Collected data:
============================================================

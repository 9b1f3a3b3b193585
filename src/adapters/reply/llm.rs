//! Remote language-model reply delegate.
//!
//! Talks to an OpenAI-style chat-completions endpoint. Failures here are
//! never fatal: the orchestrator substitutes a canned stalling line whenever
//! this adapter errors or times out.

use async_trait::async_trait;
use reqwest::Client;
use secrecy::{ExposeSecret, Secret};
use serde::{Deserialize, Serialize};
use std::time::Duration;

use crate::ports::{InboundMessage, ReplyError, ReplyStrategy};

/// Persona instruction for the bait character.
const SYSTEM_PROMPT: &str = "You are an easily confused person replying to a suspicious \
caller over chat. Keep answers to one or two short sentences, never share real personal \
or payment details, ask small clarifying questions, and keep the other side talking.";

/// Configuration for the chat-completions delegate.
#[derive(Debug, Clone)]
pub struct LlmReplyConfig {
    /// API key for authentication.
    api_key: Secret<String>,
    /// Model identifier.
    pub model: String,
    /// Base URL for the API.
    pub base_url: String,
    /// Per-request timeout.
    pub timeout: Duration,
}

impl LlmReplyConfig {
    /// Creates a configuration with the given API key.
    pub fn new(api_key: impl Into<String>) -> Self {
        Self {
            api_key: Secret::new(api_key.into()),
            model: "gpt-4o-mini".to_string(),
            base_url: "https://api.openai.com/v1".to_string(),
            timeout: Duration::from_secs(10),
        }
    }

    /// Sets the model to use.
    pub fn with_model(mut self, model: impl Into<String>) -> Self {
        self.model = model.into();
        self
    }

    /// Sets the base URL.
    pub fn with_base_url(mut self, url: impl Into<String>) -> Self {
        self.base_url = url.into();
        self
    }

    /// Sets the request timeout.
    pub fn with_timeout(mut self, timeout: Duration) -> Self {
        self.timeout = timeout;
        self
    }

    fn api_key(&self) -> &str {
        self.api_key.expose_secret()
    }
}

/// Chat-completions implementation of the reply strategy.
pub struct LlmReplyStrategy {
    config: LlmReplyConfig,
    client: Client,
}

impl LlmReplyStrategy {
    /// Creates a new delegate with the given configuration.
    pub fn new(config: LlmReplyConfig) -> Result<Self, ReplyError> {
        let client = Client::builder()
            .timeout(config.timeout)
            .build()
            .map_err(|e| ReplyError::unavailable(e.to_string()))?;
        Ok(Self { config, client })
    }

    fn completions_url(&self) -> String {
        format!("{}/chat/completions", self.config.base_url)
    }

    /// Maps the conversation onto chat roles: whatever the correspondent
    /// sent is "user", our own prior utterances are "assistant".
    fn to_chat_messages(
        current: &InboundMessage,
        history: &[InboundMessage],
    ) -> Vec<ChatMessage> {
        let mut messages = vec![ChatMessage {
            role: "system".to_string(),
            content: SYSTEM_PROMPT.to_string(),
        }];

        for msg in history {
            let role = if msg.sender == current.sender {
                "user"
            } else {
                "assistant"
            };
            messages.push(ChatMessage {
                role: role.to_string(),
                content: msg.text.clone(),
            });
        }

        messages.push(ChatMessage {
            role: "user".to_string(),
            content: current.text.clone(),
        });
        messages
    }
}

#[async_trait]
impl ReplyStrategy for LlmReplyStrategy {
    async fn compose(
        &self,
        current: &InboundMessage,
        history: &[InboundMessage],
    ) -> Result<String, ReplyError> {
        let request = ChatRequest {
            model: &self.config.model,
            messages: Self::to_chat_messages(current, history),
            max_tokens: 120,
            temperature: 0.9,
        };

        let response = self
            .client
            .post(self.completions_url())
            .header("Authorization", format!("Bearer {}", self.config.api_key()))
            .json(&request)
            .send()
            .await
            .map_err(|e| {
                if e.is_timeout() {
                    ReplyError::Timeout {
                        timeout_secs: self.config.timeout.as_secs(),
                    }
                } else {
                    ReplyError::unavailable(e.to_string())
                }
            })?;

        let status = response.status();
        if !status.is_success() {
            let body = response.text().await.unwrap_or_default();
            return Err(ReplyError::unavailable(format!(
                "status {}: {}",
                status, body
            )));
        }

        let parsed: ChatResponse = response
            .json()
            .await
            .map_err(|e| ReplyError::malformed(e.to_string()))?;

        let content = parsed
            .choices
            .into_iter()
            .next()
            .map(|c| c.message.content)
            .unwrap_or_default();

        let reply = content.trim().to_string();
        if reply.is_empty() {
            return Err(ReplyError::malformed("empty completion"));
        }
        Ok(reply)
    }
}

impl std::fmt::Debug for LlmReplyStrategy {
    fn fmt(&self, f: &mut std::fmt::Formatter<'_>) -> std::fmt::Result {
        f.debug_struct("LlmReplyStrategy")
            .field("model", &self.config.model)
            .field("base_url", &self.config.base_url)
            .finish_non_exhaustive()
    }
}

#[derive(Debug, Serialize)]
struct ChatRequest<'a> {
    model: &'a str,
    messages: Vec<ChatMessage>,
    max_tokens: u32,
    temperature: f32,
}

#[derive(Debug, Clone, Serialize, Deserialize)]
struct ChatMessage {
    role: String,
    content: String,
}

#[derive(Debug, Deserialize)]
struct ChatResponse {
    choices: Vec<ChatChoice>,
}

#[derive(Debug, Deserialize)]
struct ChatChoice {
    message: ChatMessage,
}
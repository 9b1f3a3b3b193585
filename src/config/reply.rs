//! Reply strategy configuration.

use secrecy::{ExposeSecret, Secret};
use serde::Deserialize;
use std::time::Duration;

use super::error::ValidationError;

/// Which reply strategy answers an engaged scammer.
#[derive(Debug, Clone, Copy, PartialEq, Eq, Default, Deserialize)]
#[serde(rename_all = "lowercase")]
pub enum ReplyBackend {
    /// Canned stalling lines; no external calls.
    #[default]
    Templates,
    /// Remote chat-completions delegate with template fallback.
    Llm,
}

/// Reply configuration.
#[derive(Debug, Clone, Deserialize)]
pub struct ReplyConfig {
    /// Selected strategy.
    #[serde(default)]
    pub backend: ReplyBackend,

    /// API key for the LLM delegate, required for the llm backend.
    #[serde(default)]
    pub llm_api_key: Option<Secret<String>>,

    /// Model identifier for the LLM delegate.
    #[serde(default = "default_model")]
    pub llm_model: String,

    /// Base URL for the LLM delegate.
    #[serde(default = "default_base_url")]
    pub llm_base_url: String,

    /// Per-request timeout for the LLM delegate in seconds.
    #[serde(default = "default_llm_timeout")]
    pub llm_timeout_secs: u64,
}

impl ReplyConfig {
    /// Get the LLM timeout as a Duration.
    pub fn llm_timeout(&self) -> Duration {
        Duration::from_secs(self.llm_timeout_secs)
    }

    /// Validate reply configuration.
    pub fn validate(&self) -> Result<(), ValidationError> {
        if self.backend == ReplyBackend::Llm {
            match &self.llm_api_key {
                Some(key) if !key.expose_secret().is_empty() => {}
                _ => return Err(ValidationError::MissingLlmApiKey),
            }
        }
        Ok(())
    }
}

impl Default for ReplyConfig {
    fn default() -> Self {
        Self {
            backend: ReplyBackend::default(),
            llm_api_key: None,
            llm_model: default_model(),
            llm_base_url: default_base_url(),
            llm_timeout_secs: default_llm_timeout(),
        }
    }
}

fn default_model() -> String {
    "gpt-4o-mini".to_string()
}

fn default_base_url() -> String {
    "https://api.openai.com/v1".to_string()
}

fn default_llm_timeout() -> u64 {
    10
}
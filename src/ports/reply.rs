//! Reply generation port.
//!
//! "Produce an outgoing utterance given the current text and bounded
//! history." Whether that is a canned line or a remote language-model call
//! is an adapter concern; a failing delegate is always recoverable by
//! substituting a fallback utterance.

use async_trait::async_trait;
use serde::{Deserialize, Serialize};

/// One message of the conversation as the transport delivers it.
#[derive(Debug, Clone, PartialEq, Eq, Serialize, Deserialize)]
pub struct InboundMessage {
    /// Sender label assigned by the transport (e.g. "scammer").
    pub sender: String,
    /// Raw message text.
    pub text: String,
    /// Transport timestamp, Unix milliseconds.
    pub timestamp: i64,
}

impl InboundMessage {
    /// Creates a new message.
    pub fn new(sender: impl Into<String>, text: impl Into<String>, timestamp: i64) -> Self {
        Self {
            sender: sender.into(),
            text: text.into(),
            timestamp,
        }
    }
}

/// Port for producing the next bait utterance.
#[async_trait]
pub trait ReplyStrategy: Send + Sync {
    /// Composes a reply to `current`, given the most recent history.
    ///
    /// History is already bounded by the caller; implementations must not
    /// assume more context than what they are handed.
    async fn compose(
        &self,
        current: &InboundMessage,
        history: &[InboundMessage],
    ) -> Result<String, ReplyError>;
}

/// Errors a reply delegate can produce.
#[derive(Debug, thiserror::Error)]
pub enum ReplyError {
    /// The delegate did not answer within its deadline.
    #[error("reply delegate timed out after {timeout_secs}s")]
    Timeout { timeout_secs: u64 },

    /// The delegate is unreachable or rejected the request.
    #[error("reply delegate unavailable: {0}")]
    Unavailable(String),

    /// The delegate answered with something unusable.
    #[error("reply delegate returned unusable output: {0}")]
    Malformed(String),
}

impl ReplyError {
    /// Creates an unavailable error.
    pub fn unavailable(message: impl Into<String>) -> Self {
        ReplyError::Unavailable(message.into())
    }

    /// Creates a malformed-output error.
    pub fn malformed(message: impl Into<String>) -> Self {
        ReplyError::Malformed(message.into())
    }
}
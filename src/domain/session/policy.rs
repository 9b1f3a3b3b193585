//! The engagement state machine.
//!
//! A session moves Dormant → Engaged → Closed, one direction only. Dormant
//! sessions answer with a fixed neutral line; Engaged sessions bait via the
//! reply delegate; Closed sessions have had their one report queued and were
//! signed off with a staged connection failure.

use crate::domain::session::SessionRecord;

/// Fixed reply while the session is still Dormant.
pub const DORMANT_REPLY: &str = "Hello? Who is this?";

/// Fixed reply sent exactly once, at the moment the report is queued, to end
/// the exchange abruptly but plausibly.
pub const CONNECTION_LOST_REPLY: &str = "Network error. Connection lost.";

/// Default trigger vocabulary, matched lowercased by containment.
pub const DEFAULT_TRIGGER_WORDS: &[&str] = &[
    "blocked", "verify", "otp", "upi", "pay", "link", "kyc", "suspend", "suspended",
];

/// The three phases of a session's lifetime.
///
/// Derived from the record's two set-once flags, so the phase inherits their
/// monotonicity: no phase is ever revisited.
#[derive(Debug, Clone, Copy, PartialEq, Eq)]
pub enum EngagementPhase {
    /// No scam trigger observed yet.
    Dormant,
    /// Trigger fired; bait replies are being generated.
    Engaged,
    /// The report has been queued; the exchange is over.
    Closed,
}

impl EngagementPhase {
    /// Reads the phase off a session record.
    pub fn of(record: &SessionRecord) -> Self {
        if record.report_sent() {
            EngagementPhase::Closed
        } else if record.scam_detected() {
            EngagementPhase::Engaged
        } else {
            EngagementPhase::Dormant
        }
    }
}

/// Decides trigger activation and termination for a session.
#[derive(Debug, Clone)]
pub struct EngagementPolicy {
    /// Lowercased trigger vocabulary.
    trigger_words: Vec<String>,
    /// Hard ceiling on processed turns before the session closes.
    pub max_turns: u32,
    /// Consecutive no-novelty turns tolerated once critical data is in hand.
    pub stall_limit: u32,
    /// Whether a phone number alone counts as critical data.
    pub count_phones_as_critical: bool,
}

impl Default for EngagementPolicy {
    fn default() -> Self {
        Self {
            trigger_words: DEFAULT_TRIGGER_WORDS.iter().map(|w| w.to_string()).collect(),
            max_turns: 18,
            stall_limit: 4,
            count_phones_as_critical: false,
        }
    }
}

impl EngagementPolicy {
    /// Creates the canonical policy.
    pub fn new() -> Self {
        Self::default()
    }

    /// Replaces the trigger vocabulary. Words are stored lowercased.
    pub fn with_trigger_words(mut self, words: Vec<String>) -> Self {
        self.trigger_words = words.into_iter().map(|w| w.to_lowercase()).collect();
        self
    }

    /// Sets the turn ceiling.
    pub fn with_max_turns(mut self, max_turns: u32) -> Self {
        self.max_turns = max_turns;
        self
    }

    /// Sets the stall limit.
    pub fn with_stall_limit(mut self, stall_limit: u32) -> Self {
        self.stall_limit = stall_limit;
        self
    }

    /// Sets whether phone numbers alone count as critical data.
    pub fn with_phones_as_critical(mut self, count: bool) -> Self {
        self.count_phones_as_critical = count;
        self
    }

    /// True iff the message contains any trigger word, case-insensitively.
    ///
    /// Only consulted while the session is still Dormant; the flag it sets
    /// is never cleared.
    pub fn is_triggered(&self, text: &str) -> bool {
        let lowered = text.to_lowercase();
        self.trigger_words.iter().any(|w| lowered.contains(w.as_str()))
    }

    /// True iff the session should close this turn: either the turn ceiling
    /// is reached, or critical data is in hand and the correspondent has
    /// stalled for too long.
    pub fn should_close(&self, record: &SessionRecord) -> bool {
        record.turns() >= self.max_turns
            || (record.intel().has_critical_data(self.count_phones_as_critical)
                && record.stalled_turns() >= self.stall_limit)
    }
}
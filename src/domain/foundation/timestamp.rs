//! Timestamp value object for immutable points in time.

use chrono::{DateTime, Utc};
use serde::{Deserialize, Serialize};

/// Immutable point in time, always UTC.
#[derive(Debug, Clone, Copy, PartialEq, Eq, PartialOrd, Ord, Serialize, Deserialize)]
#[serde(transparent)]
pub struct Timestamp(DateTime<Utc>);

impl Timestamp {
    /// Creates a timestamp for the current moment.
    pub fn now() -> Self {
        Self(Utc::now())
    }

    /// Creates a timestamp from a DateTime<Utc>.
    pub fn from_datetime(dt: DateTime<Utc>) -> Self {
        Self(dt)
    }

    /// Returns the inner DateTime.
    pub fn as_datetime(&self) -> &DateTime<Utc> {
        &self.0
    }

    /// Creates a timestamp from Unix seconds.
    pub fn from_unix_secs(secs: u64) -> Self {
        use chrono::TimeZone;
        Self(Utc.timestamp_opt(secs as i64, 0).unwrap())
    }

    /// Returns the timestamp as Unix seconds.
    pub fn as_unix_secs(&self) -> u64 {
        self.0.timestamp() as u64
    }

    /// Checks if this timestamp is before another.
    pub fn is_before(&self, other: &Timestamp) -> bool {
        self.0 < other.0
    }

    /// Checks if this timestamp is after another.
    pub fn is_after(&self, other: &Timestamp) -> bool {
        self.0 > other.0
    }
}

impl Default for Timestamp {
    fn default() -> Self {
        Self::now()
    }
}
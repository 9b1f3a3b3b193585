//! Artifact extraction from raw message text.
//!
//! The extractor is a pure function from text to typed candidate sets. It is
//! intentionally permissive: a false positive costs nothing downstream
//! because the merge only ever grows a collected-evidence set, while a missed
//! lead is gone for good.

use once_cell::sync::Lazy;
use regex::Regex;
use std::collections::BTreeSet;

/// Handle-like payment identifiers, e.g. `fraudster@okbank`.
static HANDLE_RE: Lazy<Regex> =
    Lazy::new(|| Regex::new(r"[A-Za-z0-9._-]{2,}@[A-Za-z]{2,}").unwrap());

/// Links carrying an explicit scheme or `www.` prefix.
static SCHEMED_LINK_RE: Lazy<Regex> =
    Lazy::new(|| Regex::new(r"(?:https?://|www\.)\S+").unwrap());

/// Scheme-less links: `label(.label)*.tld` with an optional path.
static BARE_DOMAIN_RE: Lazy<Regex> = Lazy::new(|| {
    Regex::new(r"\b[A-Za-z0-9][A-Za-z0-9-]*(?:\.[A-Za-z0-9][A-Za-z0-9-]*)*\.[A-Za-z]{2,}(?:/\S*)?")
        .unwrap()
});

/// Phone candidates: optional country-code or trunk prefix, ten digits with
/// optional interleaved separators.
static PHONE_RE: Lazy<Regex> =
    Lazy::new(|| Regex::new(r"(?:\+?91|0)?[-\s]?(?:\d[-\s]?){10}").unwrap());

/// Standalone digit runs in the account-number length range.
static BANK_RE: Lazy<Regex> = Lazy::new(|| Regex::new(r"\b\d{9,18}\b").unwrap());

static WHITESPACE_RE: Lazy<Regex> = Lazy::new(|| Regex::new(r"\s+").unwrap());

/// Vocabulary checked by case-insensitive containment.
pub const DEFAULT_KEYWORDS: &[&str] = &[
    "urgent",
    "verify",
    "blocked",
    "kyc",
    "otp",
    "upi",
    "account",
    "click",
    "apk",
    "suspended",
    "reward",
    "lottery",
    "refund",
    "anydesk",
    "password",
    "expire",
];

/// Leading digits accepted for a ten-digit mobile number (Indian numbering).
pub const DEFAULT_PHONE_LEADING_DIGITS: &[char] = &['5', '6', '7', '8', '9'];

/// Tunable knobs for the extractor.
#[derive(Debug, Clone)]
pub struct ExtractorConfig {
    /// First digit a reduced ten-digit number must carry to count as a phone.
    pub phone_leading_digits: BTreeSet<char>,
    /// Suspicious-keyword vocabulary, matched lowercased.
    pub keywords: Vec<String>,
}

impl Default for ExtractorConfig {
    fn default() -> Self {
        Self {
            phone_leading_digits: DEFAULT_PHONE_LEADING_DIGITS.iter().copied().collect(),
            keywords: DEFAULT_KEYWORDS.iter().map(|k| k.to_string()).collect(),
        }
    }
}

/// Candidate artifacts pulled out of a single message.
///
/// Ephemeral: produced per inbound message and merged into the session's
/// [`IntelBundle`](super::IntelBundle), never persisted directly.
#[derive(Debug, Clone, Default, PartialEq, Eq)]
pub struct ExtractedIntel {
    pub upi_ids: BTreeSet<String>,
    pub bank_accounts: BTreeSet<String>,
    pub phone_numbers: BTreeSet<String>,
    pub phishing_links: BTreeSet<String>,
    pub suspicious_keywords: BTreeSet<String>,
}

impl ExtractedIntel {
    /// True when no field holds any candidate.
    pub fn is_empty(&self) -> bool {
        self.upi_ids.is_empty()
            && self.bank_accounts.is_empty()
            && self.phone_numbers.is_empty()
            && self.phishing_links.is_empty()
            && self.suspicious_keywords.is_empty()
    }
}

/// Parses free text into typed artifact candidates.
///
/// Pure: no side effects, no external state. Never fails; any input yields
/// a (possibly empty) result.
#[derive(Debug, Clone, Default)]
pub struct IntelExtractor {
    config: ExtractorConfig,
}

impl IntelExtractor {
    /// Creates an extractor with the default vocabulary and numbering plan.
    pub fn new() -> Self {
        Self::default()
    }

    /// Creates an extractor with custom configuration.
    pub fn with_config(config: ExtractorConfig) -> Self {
        Self { config }
    }

    /// Extracts all artifact candidates from one message.
    pub fn extract(&self, text: &str) -> ExtractedIntel {
        let text = WHITESPACE_RE.replace_all(text.trim(), " ");

        let upi_ids: BTreeSet<String> = HANDLE_RE
            .find_iter(&text)
            .map(|m| m.as_str().to_string())
            .collect();

        let phishing_links = self.extract_links(&text);
        let phone_numbers = self.extract_phones(&text);
        let bank_accounts = Self::extract_bank_accounts(&text, &phone_numbers);

        let lowered = text.to_lowercase();
        let suspicious_keywords = self
            .config
            .keywords
            .iter()
            .filter(|k| lowered.contains(k.as_str()))
            .cloned()
            .collect();

        ExtractedIntel {
            upi_ids,
            bank_accounts,
            phone_numbers,
            phishing_links,
            suspicious_keywords,
        }
    }

    /// Collects schemed links first, then bare domains that do not overlap a
    /// schemed match or a payment handle. When both patterns cover the same
    /// substring the more specific (schemed) form wins.
    fn extract_links(&self, text: &str) -> BTreeSet<String> {
        let mut links = BTreeSet::new();
        let mut covered: Vec<(usize, usize)> = Vec::new();

        for m in SCHEMED_LINK_RE.find_iter(text) {
            links.insert(m.as_str().to_string());
            covered.push((m.start(), m.end()));
        }
        // Handle spans are excluded so `support@fakebank.com` stays a payment
        // handle rather than doubling as a link.
        for m in HANDLE_RE.find_iter(text) {
            covered.push((m.start(), m.end()));
        }

        for m in BARE_DOMAIN_RE.find_iter(text) {
            let overlaps = covered
                .iter()
                .any(|&(start, end)| m.start() < end && start < m.end());
            if !overlaps {
                links.insert(m.as_str().to_string());
            }
        }

        links
    }

    /// Reduces each candidate digit run to its trailing ten digits and keeps
    /// it only when the leading digit is in the configured set.
    fn extract_phones(&self, text: &str) -> BTreeSet<String> {
        let mut phones = BTreeSet::new();
        for m in PHONE_RE.find_iter(text) {
            let digits: String = m.as_str().chars().filter(|c| c.is_ascii_digit()).collect();
            if digits.len() < 10 {
                continue;
            }
            let last10 = &digits[digits.len() - 10..];
            let leading = last10.chars().next().unwrap_or('0');
            if self.config.phone_leading_digits.contains(&leading) {
                phones.insert(last10.to_string());
            }
        }
        phones
    }

    /// Digit runs of account-number length that are not contained in any
    /// accepted phone number. Disjointness by construction policy only; an
    /// account number that happens to end in a phone-like suffix is still
    /// dropped here.
    fn extract_bank_accounts(text: &str, phones: &BTreeSet<String>) -> BTreeSet<String> {
        BANK_RE
            .find_iter(text)
            .map(|m| m.as_str().to_string())
            .filter(|run| !phones.iter().any(|p| p.contains(run.as_str())))
            .collect()
    }
}
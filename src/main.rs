//! Baitline service entry point.
//!
//! Wires configuration to concrete adapters: session store (memory or
//! Redis), reply strategy (templates or LLM delegate), the report
//! dispatcher, and the HTTP surface.

use std::sync::Arc;

use secrecy::ExposeSecret;
use tower_http::timeout::TimeoutLayer;
use tower_http::trace::TraceLayer;
use tracing_subscriber::EnvFilter;

use baitline::adapters::http::{self, honeypot::HoneypotHandlers};
use baitline::adapters::reply::{LlmReplyConfig, LlmReplyStrategy, TemplatePool};
use baitline::adapters::report::HttpReportSink;
use baitline::adapters::store::{InMemorySessionStore, RedisSessionStore};
use baitline::application::{ReportDispatcher, RetryPolicy, SessionOrchestrator, SessionSettings};
use baitline::config::{AppConfig, ReplyBackend, StoreBackend};
use baitline::domain::session::EngagementPolicy;
use baitline::ports::{ReplyStrategy, SessionStore};

#[tokio::main]
async fn main() {
    if let Err(error) = run().await {
        eprintln!("baitline failed to start: {error}");
        std::process::exit(1);
    }
}

async fn run() -> Result<(), Box<dyn std::error::Error>> {
    let config = AppConfig::load()?;

    tracing_subscriber::fmt()
        .with_env_filter(
            EnvFilter::try_from_default_env()
                .unwrap_or_else(|_| EnvFilter::new(&config.server.log_level)),
        )
        .init();

    config.validate()?;

    let store = build_store(&config).await;
    let fallback_store = Arc::new(InMemorySessionStore::new());
    let reply_strategy = build_reply_strategy(&config)?;

    let sink = HttpReportSink::new(config.report.collector_url.clone(), config.report.timeout())?;
    let dispatcher = ReportDispatcher::spawn(
        Arc::new(sink),
        RetryPolicy::default()
            .with_max_attempts(config.report.max_attempts)
            .with_pause(config.report.retry_pause()),
    );

    let policy = EngagementPolicy::new()
        .with_max_turns(config.engagement.max_turns)
        .with_stall_limit(config.engagement.stall_limit)
        .with_phones_as_critical(config.engagement.count_phones_as_critical);

    let orchestrator = SessionOrchestrator::new(
        store,
        fallback_store,
        reply_strategy,
        Arc::new(TemplatePool::new()),
        dispatcher,
    )
    .with_policy(policy)
    .with_settings(SessionSettings {
        session_ttl: config.store.session_ttl(),
        history_window: config.engagement.history_window,
    });

    let app = http::router(
        HoneypotHandlers::new(Arc::new(orchestrator)),
        Arc::new(config.server.api_key.clone()),
    )
    .layer(TraceLayer::new_for_http())
    .layer(TimeoutLayer::new(std::time::Duration::from_secs(
        config.server.request_timeout_secs,
    )));

    let addr = config.server.socket_addr();
    let listener = tokio::net::TcpListener::bind(addr).await?;
    tracing::info!(%addr, "baitline listening");
    axum::serve(listener, app).await?;

    Ok(())
}

/// Selects the session store backend. A Redis that is down at startup is a
/// warning, not a crash: the service runs on the in-memory store until the
/// next restart.
async fn build_store(config: &AppConfig) -> Arc<dyn SessionStore> {
    match (config.store.backend, config.store.redis_url.as_deref()) {
        (StoreBackend::Redis, Some(url)) => match RedisSessionStore::connect(url).await {
            Ok(store) => {
                tracing::info!("connected to redis session store");
                Arc::new(store)
            }
            Err(error) => {
                tracing::warn!(
                    %error,
                    "redis unavailable at startup, falling back to in-memory store"
                );
                Arc::new(InMemorySessionStore::new())
            }
        },
        _ => Arc::new(InMemorySessionStore::new()),
    }
}

/// Selects the reply strategy.
fn build_reply_strategy(
    config: &AppConfig,
) -> Result<Arc<dyn ReplyStrategy>, Box<dyn std::error::Error>> {
    match (config.reply.backend, &config.reply.llm_api_key) {
        (ReplyBackend::Llm, Some(key)) => {
            let llm_config = LlmReplyConfig::new(key.expose_secret().clone())
                .with_model(config.reply.llm_model.clone())
                .with_base_url(config.reply.llm_base_url.clone())
                .with_timeout(config.reply.llm_timeout());
            Ok(Arc::new(LlmReplyStrategy::new(llm_config)?))
        }
        _ => Ok(Arc::new(TemplatePool::new())),
    }
}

============================================================

◆ Your assignment
From the data above, copy each line that has the string "ExtractorConfig".

◆ Problem solution
pub struct ExtractorConfig {
impl Default for ExtractorConfig {
    config: ExtractorConfig,
    pub fn with_config(config: ExtractorConfig) -> Self {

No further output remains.